# STUDY MATERIAL
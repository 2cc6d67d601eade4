//! Status codes reported by the bytecode virtual machine.
//!
//! The VM itself lives outside this crate. Its status vocabulary is kept here
//! so errors the assembler can already detect while folding (such as a
//! division by zero) are named the same way the runtime names them.

use core::fmt;

/// Outcome of executing an instruction in the VM.
#[derive(Debug, Clone, Copy, PartialEq, Eq)]
pub enum VmStatus {
    Ok,
    IllegalInstructionAccess,
    StackOverflow,
    StackUnderflow,
    DivideByZero,
}

impl VmStatus {
    pub fn is_ok(self) -> bool {
        self == VmStatus::Ok
    }
}

impl fmt::Display for VmStatus {
    fn fmt(&self, f: &mut fmt::Formatter<'_>) -> fmt::Result {
        let name = match self {
            VmStatus::Ok => "Ok",
            VmStatus::IllegalInstructionAccess => "IllegalInstructionAccess",
            VmStatus::StackOverflow => "StackOverflow",
            VmStatus::StackUnderflow => "StackUnderflow",
            VmStatus::DivideByZero => "DivideByZero",
        };
        f.write_str(name)
    }
}
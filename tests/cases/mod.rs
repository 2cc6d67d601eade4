#![allow(dead_code, unused_macros)]

use casm::{Expression, ParserOptions};
use once_cell::sync::Lazy;

/// Declare a test that parses `input` and checks the folded value or error.
///
/// ```ignore
/// test_case!(
///     name,
///     input: "1 + 2",
///     value: Expression::NumLitInt(3),
///     display: "3",
/// );
///
/// test_case!(
///     name,
///     input: "1 / 0",
///     error: ErrorKind::DivideByZero,
/// );
/// ```
macro_rules! test_case {
    (
        $name:ident,
        input: $input:expr,
        value: $value:expr
        $(, display: $display:expr)?
        $(,)?
    ) => {
        #[test]
        fn $name() {
            let parsed = casm::parse_source($input)
                .unwrap_or_else(|e| panic!("Expression parsing failed: {}\n{}", $input, e));
            pretty_assertions::assert_eq!(parsed, $value);
            $(
                pretty_assertions::assert_eq!(parsed.to_string(), $display);
            )?
        }
    };
    (
        $name:ident,
        input: $input:expr,
        error: $kind:pat
        $(,)?
    ) => {
        #[test]
        fn $name() {
            match casm::parse_source($input) {
                Ok(value) => panic!("expected an error for {}, got {}", $input, value),
                Err(err) => assert!(
                    matches!(err.kind(), Some($kind)),
                    "unexpected error for {}: {:?}",
                    $input,
                    err
                ),
            }
        }
    };
}

pub fn int(value: i64) -> Expression {
    Expression::NumLitInt(value)
}

pub fn float(value: f64) -> Expression {
    Expression::NumLitFloat(value)
}

pub fn string(value: &str) -> Expression {
    Expression::StringLit(value.to_string())
}

pub fn binding(name: &str) -> Expression {
    Expression::Binding(name.to_string())
}

/// A source expression and the value it must fold to under given options.
pub struct FoldCase {
    pub name: &'static str,
    pub input: &'static str,
    pub options: ParserOptions,
    pub value: Expression,
}

pub static FOLD_CASES: Lazy<Vec<FoldCase>> = Lazy::new(|| {
    let legacy = ParserOptions::default();
    let multiplicative = ParserOptions {
        division_precedence: casm::DivisionPrecedence::Multiplicative,
        ..Default::default()
    };

    vec![
        FoldCase {
            name: "precedence",
            input: "1+2*3",
            options: legacy.clone(),
            value: int(7),
        },
        FoldCase {
            name: "parenthesized",
            input: "(1+2)*3",
            options: legacy.clone(),
            value: int(9),
        },
        FoldCase {
            name: "left_associative_subtraction",
            input: "10-3-2",
            options: legacy.clone(),
            value: int(5),
        },
        FoldCase {
            name: "float_addition",
            input: "1.5+2.5",
            options: legacy.clone(),
            value: float(4.0),
        },
        FoldCase {
            name: "string_concatenation",
            input: r#""ab"+"cd""#,
            options: legacy.clone(),
            value: string("abcd"),
        },
        FoldCase {
            name: "negated_group",
            input: "-(2+3)",
            options: legacy.clone(),
            value: int(-5),
        },
        FoldCase {
            name: "hex_all_ones",
            input: "0xFFFFFFFFFFFFFFFF",
            options: legacy.clone(),
            value: int(-1),
        },
        FoldCase {
            name: "legacy_division",
            input: "1+6/2",
            options: legacy,
            value: int(3),
        },
        FoldCase {
            name: "multiplicative_division",
            input: "1+6/2",
            options: multiplicative,
            value: int(4),
        },
    ]
});
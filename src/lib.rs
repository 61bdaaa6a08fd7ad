pub mod error;
pub mod modal;
pub mod model;
pub mod parser;
pub mod persist;
pub mod report_answer;
pub mod report_detail;
pub mod state;
pub mod tui;
pub mod ui;

pub use error::{Error, Result};
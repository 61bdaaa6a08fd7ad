use serde::de::Error as _;
use serde::{Deserialize, Deserializer};
use serde_json::{Map, Value};
use tracing::{debug, info, warn};

use crate::error::Result;
use crate::modal::{Activation, Modal, ModalRoot};
use crate::model::Element;

pub const DETAIL_MODAL_ID: &str = "report-detail-modal";
pub const DETAIL_ATTR: &str = "data-report-detail";
pub const NO_REASON: &str = "No reason provided.";
pub const UNKNOWN_TIME: &str = "unknown";
pub const LOAD_FAILED: &str = "Unable to load report reasons.";

/// One flagged-content reason, as found in a trigger's payload.
#[derive(Debug, Clone, Default, PartialEq)]
pub struct ReportEntry {
    pub reason: Option<String>,
    pub created_at: Option<String>,
}

#[derive(Deserialize)]
struct EntryFields {
    #[serde(default)]
    reason: Option<String>,
    #[serde(default)]
    created_at: Option<String>,
}

/// Entries must be JSON objects; positional arrays are rejected.
impl<'de> Deserialize<'de> for ReportEntry {
    fn deserialize<D: Deserializer<'de>>(deserializer: D) -> std::result::Result<Self, D::Error> {
        let object = Map::<String, Value>::deserialize(deserializer)?;
        let fields = EntryFields::deserialize(Value::Object(object)).map_err(D::Error::custom)?;
        Ok(Self {
            reason: fields.reason,
            created_at: fields.created_at,
        })
    }
}

impl ReportEntry {
    pub fn render(&self) -> String {
        let reason = non_empty(&self.reason).unwrap_or(NO_REASON);
        let created_at = non_empty(&self.created_at).unwrap_or(UNKNOWN_TIME);
        format!("{} ({})", reason, created_at)
    }
}

fn non_empty(value: &Option<String>) -> Option<&str> {
    value.as_deref().filter(|s| !s.is_empty())
}

pub fn parse_payload(payload: &str) -> Result<Vec<ReportEntry>> {
    Ok(serde_json::from_str(payload)?)
}

pub fn render_lines(entries: &[ReportEntry]) -> impl Iterator<Item = String> + '_ {
    entries.iter().map(ReportEntry::render)
}

#[derive(Debug, Clone)]
pub struct ReportDetailModal {
    root: ModalRoot,
    list: Vec<String>,
    triggers: Vec<Element>,
}

impl ReportDetailModal {
    pub fn setup(root: Option<ModalRoot>, triggers: Vec<Element>) -> Option<Self> {
        let Some(root) = root else {
            debug!("no report detail modal on page, detail triggers disabled");
            return None;
        };
        debug!(modal = %root.id, triggers = triggers.len(), "report detail modal bound");
        Some(Self {
            root,
            list: Vec::new(),
            triggers,
        })
    }

    pub fn open(&mut self, payload: &str) {
        self.list.clear();
        match parse_payload(payload) {
            Ok(entries) => self.list.extend(render_lines(&entries)),
            Err(e) => {
                warn!(error = %e, "report payload rejected");
                self.list.push(LOAD_FAILED.to_string());
            }
        }
        self.root.show();
        info!(lines = self.list.len(), "report detail modal opened");
    }

    pub fn activate(&mut self, index: usize) -> Activation {
        let Some(trigger) = self.triggers.get(index) else {
            return Activation::default();
        };
        if let Some(payload) = trigger.attr(DETAIL_ATTR).filter(|p| !p.is_empty()) {
            let payload = payload.to_string();
            self.open(&payload);
        }
        Activation::prevented()
    }

    pub fn triggers(&self) -> &[Element] {
        &self.triggers
    }

    pub fn lines(&self) -> &[String] {
        &self.list
    }
}

impl Modal for ReportDetailModal {
    fn root(&self) -> &ModalRoot {
        &self.root
    }

    fn close(&mut self) {
        self.root.hide();
        self.list.clear();
    }
}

# ACTIVITY
Between the first line of the entries above and the line with "value: $value:expr", both included, copy every line exactly and nothing outside that range.

# REPLY TO THE TASK
repository 2cc6d67d601eade4
//! Status codes reported by the bytecode virtual machine.
//!
//! The VM itself lives outside this crate. Its status vocabulary is kept here
//! so errors the assembler can already detect while folding (such as a
//! division by zero) are named the same way the runtime names them.

use core::fmt;

/// Outcome of executing an instruction in the VM.
#[derive(Debug, Clone, Copy, PartialEq, Eq)]
pub enum VmStatus {
    Ok,
    IllegalInstructionAccess,
    StackOverflow,
    StackUnderflow,
    DivideByZero,
}

impl VmStatus {
    pub fn is_ok(self) -> bool {
        self == VmStatus::Ok
    }
}

impl fmt::Display for VmStatus {
    fn fmt(&self, f: &mut fmt::Formatter<'_>) -> fmt::Result {
        let name = match self {
            VmStatus::Ok => "Ok",
            VmStatus::IllegalInstructionAccess => "IllegalInstructionAccess",
            VmStatus::StackOverflow => "StackOverflow",
            VmStatus::StackUnderflow => "StackUnderflow",
            VmStatus::DivideByZero => "DivideByZero",
        };
        f.write_str(name)
    }
}
filename tests/cases/mod.rs
repository 2cc6d67d601eade4
#![allow(dead_code, unused_macros)]

use casm::{Expression, ParserOptions};
use once_cell::sync::Lazy;

/// Declare a test that parses `input` and checks the folded value or error.
///
/// ```ignore
/// test_case!(
///     name,
///     input: "1 + 2",
///     value: Expression::NumLitInt(3),
///     display: "3",
/// );
///
/// test_case!(
///     name,
///     input: "1 / 0",
///     error: ErrorKind::DivideByZero,
/// );
/// ```
macro_rules! test_case {
    (
        $name:ident,
        input: $input:expr,
        value: $value:expr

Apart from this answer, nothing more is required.